=== Exercise objective ===
Find the word "limit" in the records below. List each line containing it.

········

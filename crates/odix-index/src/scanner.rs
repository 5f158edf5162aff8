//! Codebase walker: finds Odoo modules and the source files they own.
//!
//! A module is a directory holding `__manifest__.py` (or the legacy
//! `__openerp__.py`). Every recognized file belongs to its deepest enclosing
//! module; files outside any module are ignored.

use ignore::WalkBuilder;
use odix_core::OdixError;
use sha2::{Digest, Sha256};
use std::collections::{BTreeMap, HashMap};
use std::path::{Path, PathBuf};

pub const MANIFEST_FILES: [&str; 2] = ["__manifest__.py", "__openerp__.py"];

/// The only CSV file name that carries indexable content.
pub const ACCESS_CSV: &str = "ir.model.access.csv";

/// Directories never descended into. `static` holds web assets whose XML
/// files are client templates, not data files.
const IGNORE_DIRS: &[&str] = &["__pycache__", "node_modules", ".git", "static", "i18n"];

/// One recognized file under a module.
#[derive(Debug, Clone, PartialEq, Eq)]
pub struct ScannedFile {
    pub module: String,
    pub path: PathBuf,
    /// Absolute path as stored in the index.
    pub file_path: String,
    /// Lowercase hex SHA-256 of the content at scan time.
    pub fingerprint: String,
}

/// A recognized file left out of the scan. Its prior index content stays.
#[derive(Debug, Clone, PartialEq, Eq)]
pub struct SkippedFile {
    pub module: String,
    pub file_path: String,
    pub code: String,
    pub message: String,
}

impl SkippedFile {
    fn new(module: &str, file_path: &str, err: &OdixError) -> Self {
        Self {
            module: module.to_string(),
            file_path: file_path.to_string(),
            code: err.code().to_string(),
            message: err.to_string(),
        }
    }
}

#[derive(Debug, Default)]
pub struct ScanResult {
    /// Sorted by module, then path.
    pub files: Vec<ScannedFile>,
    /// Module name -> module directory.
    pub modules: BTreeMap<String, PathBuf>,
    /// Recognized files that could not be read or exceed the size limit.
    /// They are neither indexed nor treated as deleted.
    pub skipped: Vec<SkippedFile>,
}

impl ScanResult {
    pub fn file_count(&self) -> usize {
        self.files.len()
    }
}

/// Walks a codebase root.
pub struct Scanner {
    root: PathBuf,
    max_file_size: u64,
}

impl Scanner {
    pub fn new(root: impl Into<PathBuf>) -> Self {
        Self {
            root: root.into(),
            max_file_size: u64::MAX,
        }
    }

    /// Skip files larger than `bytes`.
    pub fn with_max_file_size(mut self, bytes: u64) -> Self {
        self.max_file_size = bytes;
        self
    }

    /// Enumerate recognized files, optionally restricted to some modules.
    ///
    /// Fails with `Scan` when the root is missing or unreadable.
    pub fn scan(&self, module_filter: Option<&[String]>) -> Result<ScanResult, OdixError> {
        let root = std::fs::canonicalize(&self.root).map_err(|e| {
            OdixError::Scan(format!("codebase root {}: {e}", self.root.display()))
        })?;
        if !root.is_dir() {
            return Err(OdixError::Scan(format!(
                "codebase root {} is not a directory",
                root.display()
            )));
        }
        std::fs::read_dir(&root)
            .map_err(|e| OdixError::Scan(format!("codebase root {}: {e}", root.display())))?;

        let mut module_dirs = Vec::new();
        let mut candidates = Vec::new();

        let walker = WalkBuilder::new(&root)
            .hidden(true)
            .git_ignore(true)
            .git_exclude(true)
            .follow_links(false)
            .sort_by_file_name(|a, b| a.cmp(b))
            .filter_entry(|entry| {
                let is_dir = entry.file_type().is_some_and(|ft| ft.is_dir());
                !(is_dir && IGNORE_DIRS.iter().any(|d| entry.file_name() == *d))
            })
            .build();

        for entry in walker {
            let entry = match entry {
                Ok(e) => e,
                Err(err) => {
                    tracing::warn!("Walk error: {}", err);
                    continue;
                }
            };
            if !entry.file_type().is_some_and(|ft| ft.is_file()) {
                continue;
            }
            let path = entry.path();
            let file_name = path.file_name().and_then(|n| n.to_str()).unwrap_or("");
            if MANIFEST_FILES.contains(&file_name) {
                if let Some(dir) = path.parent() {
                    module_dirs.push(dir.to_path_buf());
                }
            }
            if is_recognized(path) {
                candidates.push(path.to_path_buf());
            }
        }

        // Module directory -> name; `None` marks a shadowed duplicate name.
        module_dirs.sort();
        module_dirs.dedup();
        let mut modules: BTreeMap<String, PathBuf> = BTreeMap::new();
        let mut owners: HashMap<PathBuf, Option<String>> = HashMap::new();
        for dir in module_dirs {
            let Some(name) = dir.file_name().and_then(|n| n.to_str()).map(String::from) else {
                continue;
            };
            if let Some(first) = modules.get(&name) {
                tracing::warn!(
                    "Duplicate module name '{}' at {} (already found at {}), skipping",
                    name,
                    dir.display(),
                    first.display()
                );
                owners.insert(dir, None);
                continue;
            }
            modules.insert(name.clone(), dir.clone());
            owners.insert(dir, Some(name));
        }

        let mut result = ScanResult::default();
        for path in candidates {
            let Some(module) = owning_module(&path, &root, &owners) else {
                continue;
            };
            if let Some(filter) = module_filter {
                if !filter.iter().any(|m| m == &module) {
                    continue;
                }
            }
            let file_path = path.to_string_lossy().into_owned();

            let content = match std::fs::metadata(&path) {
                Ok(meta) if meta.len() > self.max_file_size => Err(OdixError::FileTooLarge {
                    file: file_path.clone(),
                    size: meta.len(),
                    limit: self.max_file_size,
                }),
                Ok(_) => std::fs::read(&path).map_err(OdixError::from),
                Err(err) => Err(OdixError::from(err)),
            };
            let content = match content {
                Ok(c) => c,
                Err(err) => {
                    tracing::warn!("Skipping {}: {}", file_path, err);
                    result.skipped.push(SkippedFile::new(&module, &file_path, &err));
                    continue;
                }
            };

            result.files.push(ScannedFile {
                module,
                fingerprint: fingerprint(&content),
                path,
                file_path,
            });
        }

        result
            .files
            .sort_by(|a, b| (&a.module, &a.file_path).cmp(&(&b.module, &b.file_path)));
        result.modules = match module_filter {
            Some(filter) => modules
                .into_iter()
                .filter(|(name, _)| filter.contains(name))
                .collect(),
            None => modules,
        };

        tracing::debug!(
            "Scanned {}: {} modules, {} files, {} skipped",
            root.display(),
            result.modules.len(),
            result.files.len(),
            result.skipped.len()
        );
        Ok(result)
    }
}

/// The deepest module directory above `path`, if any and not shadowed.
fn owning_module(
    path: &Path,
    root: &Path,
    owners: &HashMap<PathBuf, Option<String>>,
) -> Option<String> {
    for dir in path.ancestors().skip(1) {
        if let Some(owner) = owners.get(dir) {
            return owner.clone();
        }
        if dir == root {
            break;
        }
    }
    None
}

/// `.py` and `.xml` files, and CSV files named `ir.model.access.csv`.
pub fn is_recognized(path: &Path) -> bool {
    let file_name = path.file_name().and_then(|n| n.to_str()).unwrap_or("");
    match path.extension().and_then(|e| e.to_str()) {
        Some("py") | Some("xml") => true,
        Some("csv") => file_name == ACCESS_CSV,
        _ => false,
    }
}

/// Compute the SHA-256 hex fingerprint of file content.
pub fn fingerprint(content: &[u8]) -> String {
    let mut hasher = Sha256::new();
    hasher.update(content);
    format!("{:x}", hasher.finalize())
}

········

=== Exercise result ===
    /// Recognized files that could not be read or exceed the size limit.
                    limit: self.max_file_size,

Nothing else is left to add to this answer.